(Instructions for the task) These records need to be repeated exactly, every one of them.

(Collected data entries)
+ + +
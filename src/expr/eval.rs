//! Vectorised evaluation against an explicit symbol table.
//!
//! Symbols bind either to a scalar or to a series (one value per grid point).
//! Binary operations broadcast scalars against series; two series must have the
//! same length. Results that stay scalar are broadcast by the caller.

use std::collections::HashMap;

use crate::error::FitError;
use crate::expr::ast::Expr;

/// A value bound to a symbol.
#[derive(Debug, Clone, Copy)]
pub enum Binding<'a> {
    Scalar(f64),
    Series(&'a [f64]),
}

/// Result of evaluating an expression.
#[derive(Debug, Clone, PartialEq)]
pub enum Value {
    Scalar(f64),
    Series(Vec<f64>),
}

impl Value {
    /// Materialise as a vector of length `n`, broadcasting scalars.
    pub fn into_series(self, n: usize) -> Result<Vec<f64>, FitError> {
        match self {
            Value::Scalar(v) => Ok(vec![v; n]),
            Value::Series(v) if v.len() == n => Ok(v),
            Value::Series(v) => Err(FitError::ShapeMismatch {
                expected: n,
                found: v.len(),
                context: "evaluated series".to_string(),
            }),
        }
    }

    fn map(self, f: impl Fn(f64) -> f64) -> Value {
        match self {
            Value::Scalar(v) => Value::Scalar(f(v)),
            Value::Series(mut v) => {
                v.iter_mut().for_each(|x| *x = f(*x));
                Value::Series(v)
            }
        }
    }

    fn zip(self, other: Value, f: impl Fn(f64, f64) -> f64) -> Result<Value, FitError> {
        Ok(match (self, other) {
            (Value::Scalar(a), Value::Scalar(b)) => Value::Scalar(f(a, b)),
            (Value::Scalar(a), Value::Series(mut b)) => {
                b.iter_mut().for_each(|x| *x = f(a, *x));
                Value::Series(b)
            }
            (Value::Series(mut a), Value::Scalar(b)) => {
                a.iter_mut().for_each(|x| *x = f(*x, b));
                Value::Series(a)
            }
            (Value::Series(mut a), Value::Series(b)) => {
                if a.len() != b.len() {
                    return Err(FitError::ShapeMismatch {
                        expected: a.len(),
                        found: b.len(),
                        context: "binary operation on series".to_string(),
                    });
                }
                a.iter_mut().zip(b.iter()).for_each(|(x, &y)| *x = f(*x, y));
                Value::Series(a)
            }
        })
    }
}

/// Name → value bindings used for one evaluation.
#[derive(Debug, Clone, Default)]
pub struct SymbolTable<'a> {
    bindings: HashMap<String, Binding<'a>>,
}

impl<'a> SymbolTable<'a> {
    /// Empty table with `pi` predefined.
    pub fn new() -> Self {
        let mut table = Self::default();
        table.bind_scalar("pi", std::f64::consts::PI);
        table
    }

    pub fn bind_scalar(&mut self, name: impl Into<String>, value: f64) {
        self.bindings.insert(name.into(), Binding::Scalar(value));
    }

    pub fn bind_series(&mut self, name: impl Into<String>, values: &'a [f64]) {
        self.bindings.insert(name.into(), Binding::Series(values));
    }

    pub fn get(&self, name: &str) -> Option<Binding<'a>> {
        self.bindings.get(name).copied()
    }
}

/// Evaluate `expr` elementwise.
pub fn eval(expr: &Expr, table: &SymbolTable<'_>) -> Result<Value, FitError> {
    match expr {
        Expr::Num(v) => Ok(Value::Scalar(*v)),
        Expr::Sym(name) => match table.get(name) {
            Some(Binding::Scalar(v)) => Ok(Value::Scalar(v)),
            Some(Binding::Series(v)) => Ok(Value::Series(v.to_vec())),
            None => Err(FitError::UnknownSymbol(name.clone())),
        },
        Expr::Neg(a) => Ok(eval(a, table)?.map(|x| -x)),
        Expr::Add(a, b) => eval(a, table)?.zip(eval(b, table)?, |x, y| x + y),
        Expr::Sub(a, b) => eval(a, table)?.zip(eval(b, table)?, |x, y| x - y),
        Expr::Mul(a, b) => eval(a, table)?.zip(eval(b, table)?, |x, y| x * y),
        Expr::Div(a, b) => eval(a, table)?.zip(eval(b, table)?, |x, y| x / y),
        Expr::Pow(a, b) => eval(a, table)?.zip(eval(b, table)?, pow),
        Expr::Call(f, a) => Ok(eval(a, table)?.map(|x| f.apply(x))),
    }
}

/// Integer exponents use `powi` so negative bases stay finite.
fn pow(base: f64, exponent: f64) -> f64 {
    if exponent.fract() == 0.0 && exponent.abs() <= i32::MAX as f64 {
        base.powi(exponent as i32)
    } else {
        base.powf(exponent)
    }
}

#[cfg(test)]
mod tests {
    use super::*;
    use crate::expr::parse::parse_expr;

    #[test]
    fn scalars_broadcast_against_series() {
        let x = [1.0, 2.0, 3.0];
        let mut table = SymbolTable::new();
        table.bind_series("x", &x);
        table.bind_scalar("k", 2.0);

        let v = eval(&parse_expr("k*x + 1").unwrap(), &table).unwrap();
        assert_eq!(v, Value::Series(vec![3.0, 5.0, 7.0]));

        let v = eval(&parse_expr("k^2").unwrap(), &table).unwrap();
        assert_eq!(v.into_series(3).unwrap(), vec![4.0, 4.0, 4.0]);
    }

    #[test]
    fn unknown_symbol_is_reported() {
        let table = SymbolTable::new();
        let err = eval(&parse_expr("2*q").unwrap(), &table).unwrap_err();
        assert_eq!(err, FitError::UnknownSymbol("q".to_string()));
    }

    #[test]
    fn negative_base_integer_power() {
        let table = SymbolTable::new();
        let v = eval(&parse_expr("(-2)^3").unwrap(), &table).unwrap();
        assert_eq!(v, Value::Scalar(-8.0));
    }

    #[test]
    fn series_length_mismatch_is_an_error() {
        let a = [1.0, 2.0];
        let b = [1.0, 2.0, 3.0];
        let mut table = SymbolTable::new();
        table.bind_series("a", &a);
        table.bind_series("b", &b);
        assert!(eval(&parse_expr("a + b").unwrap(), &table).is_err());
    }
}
+ + +
(Exercise answer)
filename src/expr/eval.rs
//! Vectorised evaluation against an explicit symbol table.
//!
//! Symbols bind either to a scalar or to a series (one value per grid point).
//! Binary operations broadcast scalars against series; two series must have the
//! same length. Results that stay scalar are broadcast by the caller.

use std::collections::HashMap;

use crate::error::FitError;
use crate::expr::ast::Expr;

/// A value bound to a symbol.
#[derive(Debug, Clone, Copy)]
pub enum Binding<'a> {
    Scalar(f64),
    Series(&'a [f64]),
}

/// Result of evaluating an expression.
#[derive(Debug, Clone, PartialEq)]
pub enum Value {
    Scalar(f64),
    Series(Vec<f64>),
}

impl Value {
    /// Materialise as a vector of length `n`, broadcasting scalars.
    pub fn into_series(self, n: usize) -> Result<Vec<f64>, FitError> {
        match self {
            Value::Scalar(v) => Ok(vec![v; n]),
            Value::Series(v) if v.len() == n => Ok(v),
            Value::Series(v) => Err(FitError::ShapeMismatch {
                expected: n,
                found: v.len(),
                context: "evaluated series".to_string(),
            }),
        }
    }

    fn map(self, f: impl Fn(f64) -> f64) -> Value {
        match self {
            Value::Scalar(v) => Value::Scalar(f(v)),
            Value::Series(mut v) => {
                v.iter_mut().for_each(|x| *x = f(*x));
                Value::Series(v)
            }
        }
    }

    fn zip(self, other: Value, f: impl Fn(f64, f64) -> f64) -> Result<Value, FitError> {
        Ok(match (self, other) {
            (Value::Scalar(a), Value::Scalar(b)) => Value::Scalar(f(a, b)),
            (Value::Scalar(a), Value::Series(mut b)) => {
                b.iter_mut().for_each(|x| *x = f(a, *x));
                Value::Series(b)
            }
            (Value::Series(mut a), Value::Scalar(b)) => {
                a.iter_mut().for_each(|x| *x = f(*x, b));
                Value::Series(a)
            }
            (Value::Series(mut a), Value::Series(b)) => {
                if a.len() != b.len() {
                    return Err(FitError::ShapeMismatch {
                        expected: a.len(),
                        found: b.len(),
                        context: "binary operation on series".to_string(),
                    });
                }
                a.iter_mut().zip(b.iter()).for_each(|(x, &y)| *x = f(*x, y));
                Value::Series(a)
            }
        })
    }
}

/// Name → value bindings used for one evaluation.
#[derive(Debug, Clone, Default)]
pub struct SymbolTable<'a> {
    bindings: HashMap<String, Binding<'a>>,
}

impl<'a> SymbolTable<'a> {
    /// Empty table with `pi` predefined.
    pub fn new() -> Self {
        let mut table = Self::default();
        table.bind_scalar("pi", std::f64::consts::PI);
        table
    }

    pub fn bind_scalar(&mut self, name: impl Into<String>, value: f64) {
        self.bindings.insert(name.into(), Binding::Scalar(value));
    }

    pub fn bind_series(&mut self, name: impl Into<String>, values: &'a [f64]) {
        self.bindings.insert(name.into(), Binding::Series(values));
    }

    pub fn get(&self, name: &str) -> Option<Binding<'a>> {
        self.bindings.get(name).copied()
    }
}

/// Evaluate `expr` elementwise.
pub fn eval(expr: &Expr, table: &SymbolTable<'_>) -> Result<Value, FitError> {
    match expr {
        Expr::Num(v) => Ok(Value::Scalar(*v)),
        Expr::Sym(name) => match table.get(name) {
            Some(Binding::Scalar(v)) => Ok(Value::Scalar(v)),
            Some(Binding::Series(v)) => Ok(Value::Series(v.to_vec())),
            None => Err(FitError::UnknownSymbol(name.clone())),
        },
        Expr::Neg(a) => Ok(eval(a, table)?.map(|x| -x)),
        Expr::Add(a, b) => eval(a, table)?.zip(eval(b, table)?, |x, y| x + y),
        Expr::Sub(a, b) => eval(a, table)?.zip(eval(b, table)?, |x, y| x - y),
        Expr::Mul(a, b) => eval(a, table)?.zip(eval(b, table)?, |x, y| x * y),
        Expr::Div(a, b) => eval(a, table)?.zip(eval(b, table)?, |x, y| x / y),
        Expr::Pow(a, b) => eval(a, table)?.zip(eval(b, table)?, pow),
        Expr::Call(f, a) => Ok(eval(a, table)?.map(|x| f.apply(x))),
    }
}

/// Integer exponents use `powi` so negative bases stay finite.
fn pow(base: f64, exponent: f64) -> f64 {
    if exponent.fract() == 0.0 && exponent.abs() <= i32::MAX as f64 {
        base.powi(exponent as i32)
    } else {
        base.powf(exponent)
    }
}

#[cfg(test)]
mod tests {
    use super::*;
    use crate::expr::parse::parse_expr;

    #[test]
    fn scalars_broadcast_against_series() {
        let x = [1.0, 2.0, 3.0];
        let mut table = SymbolTable::new();
        table.bind_series("x", &x);
        table.bind_scalar("k", 2.0);

        let v = eval(&parse_expr("k*x + 1").unwrap(), &table).unwrap();
        assert_eq!(v, Value::Series(vec![3.0, 5.0, 7.0]));

        let v = eval(&parse_expr("k^2").unwrap(), &table).unwrap();
        assert_eq!(v.into_series(3).unwrap(), vec![4.0, 4.0, 4.0]);
    }

    #[test]
    fn unknown_symbol_is_reported() {
        let table = SymbolTable::new();
        let err = eval(&parse_expr("2*q").unwrap(), &table).unwrap_err();
        assert_eq!(err, FitError::UnknownSymbol("q".to_string()));
    }

    #[test]
    fn negative_base_integer_power() {
        let table = SymbolTable::new();
        let v = eval(&parse_expr("(-2)^3").unwrap(), &table).unwrap();
        assert_eq!(v, Value::Scalar(-8.0));
    }

    #[test]
    fn series_length_mismatch_is_an_error() {
        let a = [1.0, 2.0];
        let b = [1.0, 2.0, 3.0];
        let mut table = SymbolTable::new();
        table.bind_series("a", &a);
        table.bind_series("b", &b);
        assert!(eval(&parse_expr("a + b").unwrap(), &table).is_err());
    }
}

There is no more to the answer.